Snacks to eat when you’re on the run
These beat most the fat and sugar laden snacks you see when out and about:
- Starbucks – Carrot/celery and hummus, fruit salad, or a tuna bean salad. They even have seasonal fruit 🙂
- Supermarket – A bag of raw veges e.g. radishes or sugarsnaps, a pack of pre-cooked prawns and a low fat hummus – yum!
- Most shops – Beef jerky / Biltong – low in fat, high in protein. Very portable protein, great for holidays!
- Supermarket – A tub of cottage cheese with berries mixed in
- Health food store – Protein bar, but read the labels and avoid the ones high in sugar and fat
- Most stores – Vegetable juice – Carrot, celery, tomato etc. (good for hangovers!)
- Sashimi and a seaweed salad
- Sushi – 3-4 pieces – with large pieces protein e.g chicken / prawn (ideally brown rice)
Healthy snacks to make at home (most are 200-300 calories)
Most of these you can pack in containers or wrap and take with you. They are generally very quick to prepare. Although some of them require a bit more prep and organisation, I promise it’s worth the effort for your health, fat loss and well- being.
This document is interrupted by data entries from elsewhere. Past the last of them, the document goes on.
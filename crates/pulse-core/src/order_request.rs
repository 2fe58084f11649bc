//! Order submission payload.
//!
//! The order API accepts
//!
//! ```json
//! { "stockId": "...", "orderType": "Buy", "priceType": "Market",
//!   "productType": "MIS", "qty": 10, "price": 10.0,
//!   "userId": "...", "stockPrice": 187.2 }
//! ```
//!
//! at `POST {base}/stock/{buy|sell}`. Building the request is pure and
//! lives here; transport belongs to the terminal's order gateway.

use rust_decimal::Decimal;
use serde::{Deserialize, Serialize};

use crate::interpreter::ExecutedOrder;
use crate::preset::Preset;
use crate::side::Side;

/// A tradable instrument as listed in the watchlist.
#[derive(Debug, Clone, PartialEq, Eq, Serialize, Deserialize)]
pub struct Stock {
    /// Backend identifier of the script.
    pub id: String,
    pub symbol: String,
    #[serde(with = "rust_decimal::serde::float")]
    pub last_price: Decimal,
}

#[derive(Debug, Copy, Clone, PartialEq, Eq, Serialize, Deserialize)]
pub enum PriceType {
    Market,
}

#[derive(Debug, Copy, Clone, PartialEq, Eq, Serialize, Deserialize)]
pub enum ProductType {
    /// Margin intraday square-off.
    #[serde(rename = "MIS")]
    Mis,
}

/// Body of an order submission.
#[derive(Debug, Clone, PartialEq, Eq, Serialize, Deserialize)]
#[serde(rename_all = "camelCase")]
pub struct OrderRequest {
    pub stock_id: String,
    pub order_type: Side,
    pub price_type: PriceType,
    pub product_type: ProductType,
    pub qty: u32,
    #[serde(with = "rust_decimal::serde::float")]
    pub price: Decimal,
    pub user_id: String,
    #[serde(with = "rust_decimal::serde::float")]
    pub stock_price: Decimal,

    /// Ticker for status messages; not part of the wire body.
    #[serde(skip)]
    pub symbol: String,
}

impl OrderRequest {
    /// Market/MIS order for `stock` using a preset's action, size and price.
    pub fn from_preset(stock: &Stock, preset: &Preset, user_id: impl Into<String>) -> Self {
        OrderRequest {
            stock_id: stock.id.clone(),
            order_type: preset.action,
            price_type: PriceType::Market,
            product_type: ProductType::Mis,
            qty: preset.quantity,
            price: preset.price,
            user_id: user_id.into(),
            stock_price: stock.last_price,
            symbol: stock.symbol.clone(),
        }
    }

    /// Request for a voice order. When the ticker is not in the watchlist
    /// the ticker stands in for the stock id and the preset price for the
    /// last traded price.
    pub fn from_executed(
        order: &ExecutedOrder,
        stock: Option<&Stock>,
        user_id: impl Into<String>,
    ) -> Self {
        let (stock_id, stock_price) = match stock {
            Some(s) => (s.id.clone(), s.last_price),
            None => (order.symbol.clone(), order.price),
        };
        OrderRequest {
            stock_id,
            order_type: order.action,
            price_type: PriceType::Market,
            product_type: ProductType::Mis,
            qty: order.quantity,
            price: order.price,
            user_id: user_id.into(),
            stock_price,
            symbol: order.symbol.clone(),
        }
    }

    /// Endpoint path relative to the API base, e.g. `stock/buy`.
    pub fn endpoint_path(&self) -> String {
        format!("stock/{}", self.order_type.as_path())
    }

    /// Status line shown once the backend accepted the order.
    pub fn completed_message(&self) -> String {
        format!("Order completed: {} {} of {}", self.order_type, self.qty, self.symbol)
    }
}

#[cfg(test)]
mod tests {
    use super::*;

    fn apple() -> Stock {
        Stock {
            id: "65f0c1".into(),
            symbol: "AAPL".into(),
            last_price: Decimal::new(18720, 2),
        }
    }

    #[test]
    fn preset_request_fields() {
        let preset = Preset::new(Side::Buy, 10, Decimal::new(1505, 1));
        let req = OrderRequest::from_preset(&apple(), &preset, "u-42");
        assert_eq!(req.stock_id, "65f0c1");
        assert_eq!(req.endpoint_path(), "stock/buy");
        assert_eq!(req.completed_message(), "Order completed: Buy 10 of AAPL");
    }

    #[test]
    fn executed_without_watchlist_entry_uses_ticker() {
        let order = ExecutedOrder {
            preset_id: "preset-2".into(),
            action: Side::Sell,
            quantity: 10,
            price: Decimal::from(5),
            symbol: "TSLA".into(),
        };
        let req = OrderRequest::from_executed(&order, None, "u-1");
        assert_eq!(req.stock_id, "TSLA");
        assert_eq!(req.stock_price, Decimal::from(5));
        assert_eq!(req.endpoint_path(), "stock/sell");
    }

    #[test]
    fn wire_shape() {
        let preset = Preset::new(Side::Sell, 5, Decimal::new(27501, 1));
        let req = OrderRequest::from_preset(&apple(), &preset, "u-42");
        let json = serde_json::to_value(&req).unwrap();
        assert_eq!(json["stockId"], "65f0c1");
        assert_eq!(json["orderType"], "Sell");
        assert_eq!(json["priceType"], "Market");
        assert_eq!(json["productType"], "MIS");
        assert_eq!(json["qty"], 5);
        assert!((json["price"].as_f64().unwrap() - 2750.1).abs() < 1e-9);
        assert!((json["stockPrice"].as_f64().unwrap() - 187.2).abs() < 1e-9);
        assert!(json.get("symbol").is_none());
        assert!(serde_json::from_str::<PriceType>("\"Limit\"").is_err());
    }
}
- Baby carrots with a cottage cheese and salmon dip
- Berry smoothie made with low fat yoghurt or protein powder
- Carrot / cucumber / celery sticks with low fat hummus & cottage cheese
- Cherry tomatoes or a carrot and some low fat deli chicken breast
- Coleslaw – Buy the bags without dressing and add your own vinegar + cherry tomatoes and tuna / chicken / salmon
- Cottage cheese – whip stevia and berries through
- Egg – Hard boiled and a piece of fruit (you can boil half a dozen to keep in the fridge for a quick snack through the week)
- Fruit salad – + a protein shake or low fat yoghurt
- Fruit – 1 large piece e.g. an apple or 2 small – e.g. mandarin / kiwifruit + a protein shake
- Muffin – homemade healthy, sweet – with oats/fruit/yoghurt (ask me for the recipe!)
- Muffin – homemade healthy, savoury – made with brown rice, tuna, egg, cottage cheese, herbs (cook and freeze)
- Omlette – You can whip a 1 yolk omlette quite quickly. Add spinach, tomato and mushrooms
- Porridge or muesli – with low fat yoghurt or protein powder
- Prawns – Pre-cooked. Dip in hummus or a natural yoghurt dip made with lemon and herbs
- Raw beans – A big packet has less than 50 calories and a balance of protein/carbs
- Raw nuts (watch your porton size), a protein shake and a small piece of fruit
- Raw veges – e.g baby radishes, sugarsnap peas or brocolli dipped in cottage cheese
- Rice – brown rice with tuna, lemon juice, soy sauce and herbs
- Ryvita crackers – with salmon or tuna and sliced tomato or hummus and cottage cheese, or chopped boiled egg and avocado
- Rye crackers – with nut butter
- Sweet potato – cook in microwave or boil for 5-7 minutes, add cottage cheese / tuna / salmon
- Vege soup – homemade with chicken breast or lean meat
- Yoghurt – low fat / low sugar. Add your own fresh or frozen berries and raw seeds
What makes a good snack?
The reason these snacks are much better choices than ‘junk-food’ is that they provide:
– Fewer calories
– Better nutrition (e.g more quality fuel for your body)
– More protein so they will fill you up and sustain you for longer
– Less sugar and fat = less fat on your body!
Choose a few and give them a go. Or be creative and come up with some of your own.
It’s your body, it’s precious and deserves the best you can give it. Please don’t let the shops suck you in with their greatly presented sugary and fat-laden foods. They may look nice, but they don’t provide you with the life-giving fuel and energy you need. They will only take you away from your goals.
Be strong and choose the best option as often as you can and you’ll be well on your way to achieving a better looking and feeling body!